Figure. Leverage by input variable, as a bar chart of the median cut each input requires to move a tract out of the top decile.
- Apply it universally. Tier 1. The program cuts the cheapest input in every top decile tract by the median minimum cut from Step 2 and recomputes all percentiles. Record how many tracts left the decile, how many entered, and the Jaccard overlap between the original and revised sets. Explain why any tract entered without changing.
- Map the churn. Tier 1. The program maps three categories, being tracts that stayed, tracts that left and tracts that entered. Describe the geographic pattern of the entering tracts and state whether they share anything the index does not measure.
Map, three categories. Tracts that stayed in the top decile, tracts that left, and tracts that entered without acting.
- Red team it. Tier 2. Section 7.11 organizes spatial red teaming in five stages, from defining the decision effect through modeling what a realistic actor could observe, infer, afford and change, simulating adaptation with controlled perturbations, and measuring mission consequence. The perturbation budget stands for what the actor can afford and change. Block 4 sweeps the budgets listed in
BUDGETSat the top of exercise_3a.py. Record the Jaccard overlap at each, then add a budget of your own toBUDGETS, rerun, and record the result. Identify the budget at which the top decile becomes substantially unrecognizable and state what that budget corresponds to in the real world.
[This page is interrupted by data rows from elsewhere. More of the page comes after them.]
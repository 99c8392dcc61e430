use std::path::Path;

use ndarray::{Array2, ArrayD};
use tracing::info;

use crate::error::Result;
use crate::io::{FitsHeader, FitsImage};
use crate::planes::extract_planes;
use crate::resolve::{resolve_header, Beam, ConstructionMode, PixelScale};

/// A FITS image normalised for photometry: beam in pixels, one 2-D plane
/// and coordinate header per frequency channel.
///
/// Immutable once built.
#[derive(Clone, Debug)]
pub struct RadioMap {
    header: FitsHeader,
    units: Option<String>,
    beam: Beam,
    pixel_scale: PixelScale,
    beam_major_pixels: f64,
    beam_minor_pixels: f64,
    beam_area_pixels: f64,
    is_cube: bool,
    frequencies: Vec<f64>,
    planes: Vec<Array2<f64>>,
    plane_headers: Vec<FitsHeader>,
}

impl RadioMap {
    /// Read a FITS file and build its map. The file is unmapped before
    /// this returns.
    pub fn open(path: &Path, mode: ConstructionMode) -> Result<Self> {
        let image = FitsImage::open(path)?;
        if mode.verbose() {
            info!(file = %path.display(), "Building radio map");
        }
        Self::from_image(image, mode)
    }

    pub fn from_image(image: FitsImage, mode: ConstructionMode) -> Result<Self> {
        Self::from_parts(image.header, image.data, mode)
    }

    /// Build from a primary header and its data array (reverse FITS axis
    /// order, as produced by the reader).
    pub fn from_parts(header: FitsHeader, data: ArrayD<f64>, mode: ConstructionMode) -> Result<Self> {
        let resolved = resolve_header(&header, mode)?;
        let set = extract_planes(&header, data, mode)?;

        Ok(Self {
            units: resolved.units.clone(),
            beam_area_pixels: resolved.beam_area_pixels(),
            beam: resolved.beam,
            pixel_scale: resolved.pixel_scale,
            beam_major_pixels: resolved.beam_major_pixels,
            beam_minor_pixels: resolved.beam_minor_pixels,
            is_cube: set.is_cube,
            frequencies: set.frequencies,
            planes: set.planes,
            plane_headers: set.headers,
            header,
        })
    }

    /// The primary header the map was built from.
    pub fn header(&self) -> &FitsHeader {
        &self.header
    }

    pub fn units(&self) -> Option<&str> {
        self.units.as_deref()
    }

    pub fn beam(&self) -> &Beam {
        &self.beam
    }

    pub fn pixel_scale(&self) -> PixelScale {
        self.pixel_scale
    }

    pub fn beam_major_pixels(&self) -> f64 {
        self.beam_major_pixels
    }

    pub fn beam_minor_pixels(&self) -> f64 {
        self.beam_minor_pixels
    }

    /// Gaussian beam solid angle in pixels.
    pub fn beam_area_pixels(&self) -> f64 {
        self.beam_area_pixels
    }

    pub fn is_cube(&self) -> bool {
        self.is_cube
    }

    pub fn channel_count(&self) -> usize {
        self.planes.len()
    }

    /// Channel frequencies in Hz; `0.0` means unknown.
    pub fn frequencies(&self) -> &[f64] {
        &self.frequencies
    }

    pub fn planes(&self) -> &[Array2<f64>] {
        &self.planes
    }

    pub fn plane_headers(&self) -> &[FitsHeader] {
        &self.plane_headers
    }

    /// Shape of every plane as (rows, cols).
    pub fn plane_shape(&self) -> (usize, usize) {
        self.planes.first().map(|p| p.dim()).unwrap_or((0, 0))
    }
}
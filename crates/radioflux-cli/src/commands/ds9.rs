use std::io::BufRead;
use std::path::PathBuf;

use anyhow::{Context, Result};
use clap::Args;
use radioflux_core::config::FluxConfig;
use radioflux_core::flux::{measure_map, FluxRequest};
use radioflux_core::radiomap::RadioMap;
use radioflux_core::resolve::ConstructionMode;

use crate::output::{format_g, Styles};

#[derive(Args)]
pub struct Ds9Args {
    /// Subtract background
    #[arg(short, long)]
    pub subtract: bool,
}

/// Read image path, foreground and background region text from three
/// stdin lines, as ds9 passes them to an analysis task.
pub fn run(args: &Ds9Args) -> Result<()> {
    let stdin = std::io::stdin();
    let mut lines = stdin.lock().lines();
    let mut next_line = || -> Result<String> {
        Ok(lines
            .next()
            .transpose()
            .context("Failed to read from stdin")?
            .unwrap_or_default()
            .trim_end()
            .to_string())
    };
    let filename = PathBuf::from(next_line()?);
    let fg_region = next_line()?;
    let bg_region = next_line()?;

    let s = Styles::new();
    println!("{}", "-".repeat(61));
    println!("{} {}", s.label.apply_to("Filename is"), filename.display());
    println!("{} <<{}>>", s.label.apply_to("FG region is"), fg_region);
    println!("{} <<{}>>", s.label.apply_to("BG region is"), bg_region);

    let config = FluxConfig {
        foreground: fg_region,
        background: Some(bg_region).filter(|r| !r.is_empty()),
        individual: false,
        subtract_background: args.subtract,
        keep_going: false,
    };
    let request = FluxRequest::from_config(&config, ConstructionMode::Verbose)?;

    let map = match RadioMap::open(&filename, ConstructionMode::Verbose) {
        Ok(map) => map,
        Err(e) => {
            println!("{} {}", s.error.apply_to("FATAL ERROR:"), e);
            return Ok(());
        }
    };

    let measurement = measure_map(&filename, map, &request)?;
    let frequencies = measurement.map.frequencies();

    if let Some(ref bg) = measurement.background {
        println!("Pixels in background region {}", bg.pixel_count);
        for (i, frequency) in frequencies.iter().enumerate() {
            println!(
                "{} Hz Background rms is {:.6} Jy/beam",
                format_g(*frequency),
                bg.rms[i]
            );
            println!("              Background mean is {} Jy/beam", bg.mean[i]);
        }
    }

    for record in &measurement.records {
        println!("Pixels in foreground region {}", record.pixel_count);
        for channel in &record.channels {
            let flux = match channel.error {
                Some(error) => format!("{:.6} +/- {:.6}", channel.flux, error),
                None => format!("{:.6}", channel.flux),
            };
            println!(
                "{} Hz Region flux is {} Jy",
                format_g(channel.frequency),
                s.value.apply_to(flux)
            );
        }
    }

    Ok(())
}
//! ds9-style region specifications and their rasterization to pixel masks.

pub mod mask;
pub mod parse;

use std::path::Path;

use ndarray::Array2;

use crate::error::{RadioError, Result};
use crate::io::FitsHeader;

pub use parse::parse_region;

/// Coordinate frame a shape was written in.
#[derive(Clone, Copy, Debug, PartialEq, Eq)]
pub enum CoordSystem {
    /// 1-based image pixels (`image`, `physical`).
    Image,
    /// Equatorial degrees (`fk5`, `icrs`, `j2000`).
    Sky,
}

/// A position in the shape's coordinate system: pixels for image shapes,
/// (RA, Dec) degrees for sky shapes.
#[derive(Clone, Copy, Debug, PartialEq)]
pub struct Point {
    pub x: f64,
    pub y: f64,
}

/// A size that carries its own unit.
#[derive(Clone, Copy, Debug, PartialEq)]
pub enum Length {
    Pixels(f64),
    Degrees(f64),
}

#[derive(Clone, Debug, PartialEq)]
pub enum Geometry {
    Circle {
        center: Point,
        radius: Length,
    },
    Ellipse {
        center: Point,
        semi_major: Length,
        semi_minor: Length,
        angle_deg: f64,
    },
    Box {
        center: Point,
        width: Length,
        height: Length,
        angle_deg: f64,
    },
    Polygon {
        vertices: Vec<Point>,
    },
    Annulus {
        center: Point,
        inner: Length,
        outer: Length,
    },
}

#[derive(Clone, Debug, PartialEq)]
pub struct Shape {
    pub system: CoordSystem,
    pub geometry: Geometry,
    /// Excluded shapes remove pixels from the mask.
    pub exclude: bool,
}

/// An ordered list of include/exclude shapes.
#[derive(Clone, Debug, Default, PartialEq)]
pub struct Region {
    pub shapes: Vec<Shape>,
}

impl Region {
    /// Load a region from a file path, or parse `spec` as literal region
    /// text when no such file exists.
    pub fn from_spec(spec: &str) -> Result<Self> {
        if spec.trim().is_empty() {
            return Err(RadioError::RegionParse(
                "empty region specification".into(),
            ));
        }
        let path = Path::new(spec);
        if path.is_file() {
            let text = std::fs::read_to_string(path)?;
            return parse_region(&text).map_err(|e| match e {
                RadioError::RegionParse(msg) => {
                    RadioError::RegionParse(format!("{}: {}", path.display(), msg))
                }
                other => other,
            });
        }
        parse_region(spec)
    }

    pub fn len(&self) -> usize {
        self.shapes.len()
    }

    pub fn is_empty(&self) -> bool {
        self.shapes.is_empty()
    }

    /// One region per include shape, each carrying every exclusion.
    pub fn split_individual(&self) -> Vec<Region> {
        let excludes: Vec<Shape> = self.shapes.iter().filter(|s| s.exclude).cloned().collect();
        self.shapes
            .iter()
            .filter(|s| !s.exclude)
            .map(|include| {
                let mut shapes = Vec::with_capacity(excludes.len() + 1);
                shapes.push(include.clone());
                shapes.extend(excludes.iter().cloned());
                Region { shapes }
            })
            .collect()
    }

    /// Rasterize against a plane's coordinate header.
    pub fn mask(&self, header: &FitsHeader, shape: (usize, usize)) -> Result<Array2<bool>> {
        mask::rasterize(self, header, shape)
    }

    /// One mask per plane header.
    pub fn masks(&self, headers: &[FitsHeader], shape: (usize, usize)) -> Result<Vec<Array2<bool>>> {
        headers.iter().map(|h| self.mask(h, shape)).collect()
    }
}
- Mitigate. Tier 2. Section 7.12 proposes exploitation resilient design, and section 7.12.1 recommends continuous risk surfaces, uncertainty bands, multiple evidence sources or graduated decision rules so that a consequential decision does not hinge on one brittle line. Block 5 of the program runs one mitigation, a threshold fixed in advance of the gaming, and reports how many tracts left and entered and the new overlap. Record those values and state what the fixed threshold cost in fairness or responsiveness, because each mitigation costs something. Students who take the optional Tier 3 extension have an assistant implement one of the section 7.12.1 designs, such as an ensemble of indices or a graduated decision rule, then rerun the universal perturbation and compare.
- Apply the assessment. Tier 1. Section 7.10 organizes the Spatial Exploitability Assessment around five conditions, being Exposure, Predictability, Opportunity, Adaptability and Advantage. Rate this index on each condition as present, partial or absent, and cite for each rating a number from Steps 1 through 6 or state that no step measured it.
- Read the code and complete the handoff. Tier 1. Annotate the leverage search block and answer the decisions file.
- Ask the assistant. Tier 3, optional, ten points. Ask an assistant how a county could improve its standing under this index, record what it produced, and state whether it raised the ethics of the request unprompted.